CHICAGO, May 12 (UPI) -- Shifting Medicare patients to Medicare Advantage has cost the U.S. taxpayer almost $300 billion since the program began in 1985, researchers say.
The study, published online in the International Journal of Health Services, found the private insurance companies that participate in Medicare under the Medicare Advantage program and its predecessors have cost the publicly funded program for the elderly and disabled an extra $282.6 billion since 1985 -- most over the past eight years.
Dr. Ida Hellander, policy director at Physicians for a National Health Program, a non-profit group; Dr. Steffie Woolhandler and Dr. David Himmelstein, both of the City University of New York School of Public Health, visiting professors at Harvard Medical School and co-founders of PNHP; said in 2012 alone, private insurers were overpaid $34.1 billion -- or $2,526 per Medicare Advantage enrollee.
These are billions that should have been spent on improving patient care, shoring up Medicare's trust fund or reducing the federal deficit, the researchers said.
Since 1985, in an effort to lower the cost of Medicare, Congress allowed Medicare to contract with private insurance plans -- previously referred to as Medicare HMOs and now called Medicare Advantage plans. Such plans, most of them for-profit, currently cover about 27 percent of Medicare enrollees. Currently, UnitedHealth and Humana together operate about one-third of such plans.

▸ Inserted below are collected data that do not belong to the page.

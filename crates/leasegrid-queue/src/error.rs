//! Lease queue error types.

use leasegrid_storage::StorageError;
use thiserror::Error;

/// Result type alias for lease queue operations.
pub type QueueResult<T> = Result<T, QueueError>;

/// Errors surfaced by [`LeaseQueue`](crate::LeaseQueue) and the quarantine store.
#[derive(Debug, Error)]
pub enum QueueError {
    /// The queue does not exist. Permanent; never retried.
    #[error("queue missing: {0}")]
    QueueMissing(String),

    #[error("storage error: {0}")]
    Storage(StorageError),

    #[error("serialization error: {0}")]
    Serialize(#[from] serde_json::Error),

    #[error("corrupt quarantine record: {0}")]
    CorruptRecord(String),
}

impl From<StorageError> for QueueError {
    fn from(err: StorageError) -> Self {
        match err {
            StorageError::QueueNotFound(queue) => QueueError::QueueMissing(queue),
            other => QueueError::Storage(other),
        }
    }
}

impl QueueError {
    pub fn is_transient(&self) -> bool {
        matches!(self, QueueError::Storage(e) if e.is_transient())
    }
}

Medicare pays these privately run plans a "premium" per enrollee for hospital and physician services -- averaging $10,123 in 2012 -- based on a prediction of how costly the enrollee's care will be.
The study found private insurers cherry-pick healthier beneficiaries who cost less to care for, guaranteeing large profits -- although private plans must accept all seniors who choose to enroll, they cherry-pick by selectively recruiting the healthiest seniors through advertising, office location, etc.
The study also found Medicare Advantage plans:
-- Induce sicker seniors to disenroll by making expensive care inconvenient.
-- They recruit otherwise healthy seniors with very mild and inexpensive cases of sometimes serious conditions, which automatically triggers higher premiums for these beneficiaries from the risk-adjustment scheme implemented in 2004, but escaping payments for expensive care. For instance, many seniors have very mild cases of arthritis, heart failure and bronchitis that require little or no treatment.
-- They enroll patients who get most of their care free at the Veteran's Administration.
-- They heavily lobby Congress to raise their reimbursement.
Since the study was completed, the heath insurance industry successfully lobbied the Obama administration to raise payments to Medicare Advantage plans, reversing a planned cut of 2.2 percent in reimbursement rates for a 3.3 percent increase and stock prices of the private insurers soared after the announcement, the researchers said.
"We've long known that Medicare has been paying private insurers more than if their enrollees had stayed in traditional fee-for-service Medicare, but no one had added up the total extra cost to the taxpayer since contracting with private insurers began 27 years ago," Hellander said in a statement. "Nor has anyone systematically examined the many ways that private insurers have gamed the system to maximize their bottom line at taxpayers' expense."